To do: Give back every record exactly as written.

Dataset entries:

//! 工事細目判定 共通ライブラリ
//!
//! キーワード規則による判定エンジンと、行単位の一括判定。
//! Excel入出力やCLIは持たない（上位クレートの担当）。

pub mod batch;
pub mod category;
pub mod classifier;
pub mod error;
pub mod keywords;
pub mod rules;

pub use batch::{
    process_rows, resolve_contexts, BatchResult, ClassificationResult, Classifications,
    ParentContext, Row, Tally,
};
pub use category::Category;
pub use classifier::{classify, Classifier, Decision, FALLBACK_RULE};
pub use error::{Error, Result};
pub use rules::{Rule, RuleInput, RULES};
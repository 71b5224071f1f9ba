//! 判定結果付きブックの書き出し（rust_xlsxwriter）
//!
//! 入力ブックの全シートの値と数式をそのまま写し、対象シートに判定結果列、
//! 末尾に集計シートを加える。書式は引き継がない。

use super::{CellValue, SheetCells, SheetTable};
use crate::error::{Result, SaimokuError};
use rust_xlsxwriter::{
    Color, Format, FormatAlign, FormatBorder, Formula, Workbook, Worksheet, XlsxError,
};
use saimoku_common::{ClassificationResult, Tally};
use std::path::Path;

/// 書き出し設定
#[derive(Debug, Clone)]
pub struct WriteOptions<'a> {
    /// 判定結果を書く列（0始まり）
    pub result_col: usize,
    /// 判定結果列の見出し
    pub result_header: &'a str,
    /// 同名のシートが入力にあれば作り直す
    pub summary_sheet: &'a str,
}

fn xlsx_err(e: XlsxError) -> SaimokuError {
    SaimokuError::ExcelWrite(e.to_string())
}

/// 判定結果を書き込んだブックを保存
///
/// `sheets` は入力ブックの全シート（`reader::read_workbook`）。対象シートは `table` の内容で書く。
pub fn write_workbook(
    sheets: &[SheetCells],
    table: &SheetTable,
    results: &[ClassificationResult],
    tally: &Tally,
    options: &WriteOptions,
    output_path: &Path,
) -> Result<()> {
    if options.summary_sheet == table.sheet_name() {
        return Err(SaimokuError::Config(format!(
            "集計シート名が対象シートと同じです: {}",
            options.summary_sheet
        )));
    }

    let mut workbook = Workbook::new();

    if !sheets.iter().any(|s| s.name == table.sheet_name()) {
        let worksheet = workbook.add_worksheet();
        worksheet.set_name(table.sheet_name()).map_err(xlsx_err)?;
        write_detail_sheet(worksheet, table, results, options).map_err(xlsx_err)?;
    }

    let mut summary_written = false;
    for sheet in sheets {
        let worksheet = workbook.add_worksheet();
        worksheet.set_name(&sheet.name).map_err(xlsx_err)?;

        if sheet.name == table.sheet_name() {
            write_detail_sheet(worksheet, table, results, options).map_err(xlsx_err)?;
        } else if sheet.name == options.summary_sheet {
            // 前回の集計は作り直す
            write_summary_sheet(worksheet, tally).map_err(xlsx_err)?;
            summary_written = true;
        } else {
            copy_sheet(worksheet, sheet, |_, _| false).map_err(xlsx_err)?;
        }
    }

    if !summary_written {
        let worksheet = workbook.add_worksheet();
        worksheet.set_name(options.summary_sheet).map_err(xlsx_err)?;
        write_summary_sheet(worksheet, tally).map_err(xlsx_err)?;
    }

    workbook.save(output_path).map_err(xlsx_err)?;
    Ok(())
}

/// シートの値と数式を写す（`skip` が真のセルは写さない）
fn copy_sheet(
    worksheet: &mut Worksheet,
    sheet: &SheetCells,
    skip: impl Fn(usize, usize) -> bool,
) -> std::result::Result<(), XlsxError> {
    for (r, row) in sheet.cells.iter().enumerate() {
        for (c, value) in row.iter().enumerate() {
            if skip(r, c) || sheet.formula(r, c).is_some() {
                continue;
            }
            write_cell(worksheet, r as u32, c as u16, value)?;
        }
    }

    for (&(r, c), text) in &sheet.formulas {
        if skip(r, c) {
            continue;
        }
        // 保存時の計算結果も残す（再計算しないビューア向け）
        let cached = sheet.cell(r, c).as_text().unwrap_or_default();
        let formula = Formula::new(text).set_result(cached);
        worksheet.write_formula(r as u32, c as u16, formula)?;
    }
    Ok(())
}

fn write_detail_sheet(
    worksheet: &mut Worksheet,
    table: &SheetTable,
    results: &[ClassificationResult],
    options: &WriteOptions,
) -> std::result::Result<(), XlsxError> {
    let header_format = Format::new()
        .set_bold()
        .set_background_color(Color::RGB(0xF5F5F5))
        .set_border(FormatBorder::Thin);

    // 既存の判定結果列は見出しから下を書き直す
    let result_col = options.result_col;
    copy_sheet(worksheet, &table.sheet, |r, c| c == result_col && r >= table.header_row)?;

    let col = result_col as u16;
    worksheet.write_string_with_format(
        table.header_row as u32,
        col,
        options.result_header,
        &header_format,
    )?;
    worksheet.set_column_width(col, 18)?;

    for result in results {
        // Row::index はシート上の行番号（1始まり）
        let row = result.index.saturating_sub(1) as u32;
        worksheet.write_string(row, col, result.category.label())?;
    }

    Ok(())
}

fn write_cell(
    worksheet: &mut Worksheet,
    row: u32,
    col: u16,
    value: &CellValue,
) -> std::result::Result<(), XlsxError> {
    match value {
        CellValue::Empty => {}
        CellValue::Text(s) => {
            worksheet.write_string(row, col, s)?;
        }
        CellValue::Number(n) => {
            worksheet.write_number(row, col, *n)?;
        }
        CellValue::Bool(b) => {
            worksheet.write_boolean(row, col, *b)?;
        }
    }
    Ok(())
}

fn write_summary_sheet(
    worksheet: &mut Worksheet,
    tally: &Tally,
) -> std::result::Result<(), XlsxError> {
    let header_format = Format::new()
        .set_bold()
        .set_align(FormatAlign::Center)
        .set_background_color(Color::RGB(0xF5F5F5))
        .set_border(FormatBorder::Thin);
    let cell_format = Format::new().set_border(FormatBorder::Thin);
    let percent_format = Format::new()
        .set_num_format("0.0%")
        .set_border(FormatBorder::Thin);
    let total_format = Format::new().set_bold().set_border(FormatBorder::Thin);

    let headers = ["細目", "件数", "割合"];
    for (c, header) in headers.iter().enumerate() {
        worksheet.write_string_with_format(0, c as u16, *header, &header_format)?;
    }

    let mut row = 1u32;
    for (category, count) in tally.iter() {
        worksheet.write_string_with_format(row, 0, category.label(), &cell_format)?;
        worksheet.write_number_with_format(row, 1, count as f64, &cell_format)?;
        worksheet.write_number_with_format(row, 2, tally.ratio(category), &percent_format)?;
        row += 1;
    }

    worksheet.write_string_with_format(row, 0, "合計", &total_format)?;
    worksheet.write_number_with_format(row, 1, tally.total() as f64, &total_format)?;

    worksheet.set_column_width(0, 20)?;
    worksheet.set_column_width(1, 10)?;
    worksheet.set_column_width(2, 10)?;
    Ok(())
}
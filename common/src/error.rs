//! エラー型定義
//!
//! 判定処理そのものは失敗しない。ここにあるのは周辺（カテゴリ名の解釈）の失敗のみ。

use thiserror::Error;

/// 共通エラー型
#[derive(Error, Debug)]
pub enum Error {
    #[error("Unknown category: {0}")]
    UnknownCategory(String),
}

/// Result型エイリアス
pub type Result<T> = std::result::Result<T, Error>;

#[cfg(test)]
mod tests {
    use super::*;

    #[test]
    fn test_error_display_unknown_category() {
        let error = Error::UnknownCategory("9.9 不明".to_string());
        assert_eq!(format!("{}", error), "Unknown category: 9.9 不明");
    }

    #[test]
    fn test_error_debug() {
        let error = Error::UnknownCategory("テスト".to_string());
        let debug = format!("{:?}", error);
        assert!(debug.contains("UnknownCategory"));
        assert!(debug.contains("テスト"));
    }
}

Reply:
//! 工事細目判定 共通ライブラリ
//!
//! キーワード規則による判定エンジンと、行単位の一括判定。
//! Excel入出力やCLIは持たない（上位クレートの担当）。

pub mod batch;
pub mod category;
pub mod classifier;
pub mod error;
pub mod keywords;
pub mod rules;

pub use batch::{
    process_rows, resolve_contexts, BatchResult, ClassificationResult, Classifications,
    ParentContext, Row, Tally,
};
pub use category::Category;
pub use classifier::{classify, Classifier, Decision, FALLBACK_RULE};
pub use error::{Error, Result};
pub use rules::{Rule, RuleInput, RULES};
repository 71b5224071f1f9ba
//! 判定結果付きブックの書き出し（rust_xlsxwriter）
//!
//! 入力ブックの全シートの値と数式をそのまま写し、対象シートに判定結果列、
//! 末尾に集計シートを加える。書式は引き継がない。

use super::{CellValue, SheetCells, SheetTable};
use crate::error::{Result, SaimokuError};
use rust_xlsxwriter::{
    Color, Format, FormatAlign, FormatBorder, Formula, Workbook, Worksheet, XlsxError,
};
use saimoku_common::{ClassificationResult, Tally};
use std::path::Path;

/// 書き出し設定
#[derive(Debug, Clone)]
pub struct WriteOptions<'a> {
    /// 判定結果を書く列（0始まり）
    pub result_col: usize,
    /// 判定結果列の見出し
    pub result_header: &'a str,
    /// 同名のシートが入力にあれば作り直す
    pub summary_sheet: &'a str,
}

fn xlsx_err(e: XlsxError) -> SaimokuError {
    SaimokuError::ExcelWrite(e.to_string())
}

/// 判定結果を書き込んだブックを保存
///
/// `sheets` は入力ブックの全シート（`reader::read_workbook`）。対象シートは `table` の内容で書く。
pub fn write_workbook(
    sheets: &[SheetCells],
    table: &SheetTable,
    results: &[ClassificationResult],
    tally: &Tally,
    options: &WriteOptions,
    output_path: &Path,
) -> Result<()> {
    if options.summary_sheet == table.sheet_name() {
        return Err(SaimokuError::Config(format!(
            "集計シート名が対象シートと同じです: {}",
            options.summary_sheet
        )));
    }

    let mut workbook = Workbook::new();

    if !sheets.iter().any(|s| s.name == table.sheet_name()) {
        let worksheet = workbook.add_worksheet();
        worksheet.set_name(table.sheet_name()).map_err(xlsx_err)?;
        write_detail_sheet(worksheet, table, results, options).map_err(xlsx_err)?;
    }

    let mut summary_written = false;
    for sheet in sheets {
        let worksheet = workbook.add_worksheet();
        worksheet.set_name(&sheet.name).map_err(xlsx_err)?;

        if sheet.name == table.sheet_name() {
            write_detail_sheet(worksheet, table, results, options).map_err(xlsx_err)?;
        } else if sheet.name == options.summary_sheet {
            // 前回の集計は作り直す
            write_summary_sheet(worksheet, tally).map_err(xlsx_err)?;
            summary_written = true;
        } else {
            copy_sheet(worksheet, sheet, |_, _| false).map_err(xlsx_err)?;
        }
    }

    if !summary_written {
        let worksheet = workbook.add_worksheet();
        worksheet.set_name(options.summary_sheet).map_err(xlsx_err)?;
        write_summary_sheet(worksheet, tally).map_err(xlsx_err)?;
    }

    workbook.save(output_path).map_err(xlsx_err)?;
    Ok(())
}

/// シートの値と数式を写す（`skip` が真のセルは写さない）
fn copy_sheet(
    worksheet: &mut Worksheet,
    sheet: &SheetCells,
    skip: impl Fn(usize, usize) -> bool,
) -> std::result::Result<(), XlsxError> {
    for (r, row) in sheet.cells.iter().enumerate() {
        for (c, value) in row.iter().enumerate() {
            if skip(r, c) || sheet.formula(r, c).is_some() {
                continue;
            }
            write_cell(worksheet, r as u32, c as u16, value)?;
        }
    }

    for (&(r, c), text) in &sheet.formulas {
        if skip(r, c) {
            continue;
        }
        // 保存時の計算結果も残す（再計算しないビューア向け）
        let cached = sheet.cell(r, c).as_text().unwrap_or_default();
        let formula = Formula::new(text).set_result(cached);
        worksheet.write_formula(r as u32, c as u16, formula)?;
    }
    Ok(())
}

fn write_detail_sheet(
    worksheet: &mut Worksheet,
    table: &SheetTable,
    results: &[ClassificationResult],
    options: &WriteOptions,
) -> std::result::Result<(), XlsxError> {
    let header_format = Format::new()
        .set_bold()
        .set_background_color(Color::RGB(0xF5F5F5))
        .set_border(FormatBorder::Thin);

    // 既存の判定結果列は見出しから下を書き直す
    let result_col = options.result_col;
    copy_sheet(worksheet, &table.sheet, |r, c| c == result_col && r >= table.header_row)?;

    let col = result_col as u16;
    worksheet.write_string_with_format(
        table.header_row as u32,
        col,
        options.result_header,
        &header_format,
    )?;
    worksheet.set_column_width(col, 18)?;

    for result in results {
        // Row::index はシート上の行番号（1始まり）
        let row = result.index.saturating_sub(1) as u32;
        worksheet.write_string(row, col, result.category.label())?;
    }

    Ok(())
}

fn write_cell(
    worksheet: &mut Worksheet,
    row: u32,
    col: u16,
    value: &CellValue,
) -> std::result::Result<(), XlsxError> {
    match value {
        CellValue::Empty => {}
        CellValue::Text(s) => {
            worksheet.write_string(row, col, s)?;
        }
        CellValue::Number(n) => {
            worksheet.write_number(row, col, *n)?;
        }
        CellValue::Bool(b) => {
            worksheet.write_boolean(row, col, *b)?;
        }
    }
    Ok(())
}

fn write_summary_sheet(
    worksheet: &mut Worksheet,
    tally: &Tally,
) -> std::result::Result<(), XlsxError> {
    let header_format = Format::new()
        .set_bold()
        .set_align(FormatAlign::Center)
        .set_background_color(Color::RGB(0xF5F5F5))
        .set_border(FormatBorder::Thin);
    let cell_format = Format::new().set_border(FormatBorder::Thin);
    let percent_format = Format::new()
        .set_num_format("0.0%")
        .set_border(FormatBorder::Thin);
    let total_format = Format::new().set_bold().set_border(FormatBorder::Thin);

    let headers = ["細目", "件数", "割合"];
    for (c, header) in headers.iter().enumerate() {
        worksheet.write_string_with_format(0, c as u16, *header, &header_format)?;
    }

    let mut row = 1u32;
    for (category, count) in tally.iter() {
        worksheet.write_string_with_format(row, 0, category.label(), &cell_format)?;
        worksheet.write_number_with_format(row, 1, count as f64, &cell_format)?;
        worksheet.write_number_with_format(row, 2, tally.ratio(category), &percent_format)?;
        row += 1;
    }

    worksheet.write_string_with_format(row, 0, "合計", &total_format)?;
    worksheet.write_number_with_format(row, 1, tally.total() as f64, &total_format)?;

    worksheet.set_column_width(0, 20)?;
    worksheet.set_column_width(1, 10)?;
    worksheet.set_column_width(2, 10)?;
    Ok(())
}
filename common/src/error.rs
//! エラー型定義
//!
//! 判定処理そのものは失敗しない。ここにあるのは周辺（カテゴリ名の解釈）の失敗のみ。

use thiserror::Error;

/// 共通エラー型
#[derive(Error, Debug)]
pub enum Error {
    #[error("Unknown category: {0}")]
    UnknownCategory(String),
}

/// Result型エイリアス
pub type Result<T> = std::result::Result<T, Error>;

#[cfg(test)]
mod tests {
    use super::*;

    #[test]
    fn test_error_display_unknown_category() {
        let error = Error::UnknownCategory("9.9 不明".to_string());
        assert_eq!(format!("{}", error), "Unknown category: 9.9 不明");
    }

    #[test]
    fn test_error_debug() {
        let error = Error::UnknownCategory("テスト".to_string());
        let debug = format!("{:?}", error);
        assert!(debug.contains("UnknownCategory"));
        assert!(debug.contains("テスト"));
    }
}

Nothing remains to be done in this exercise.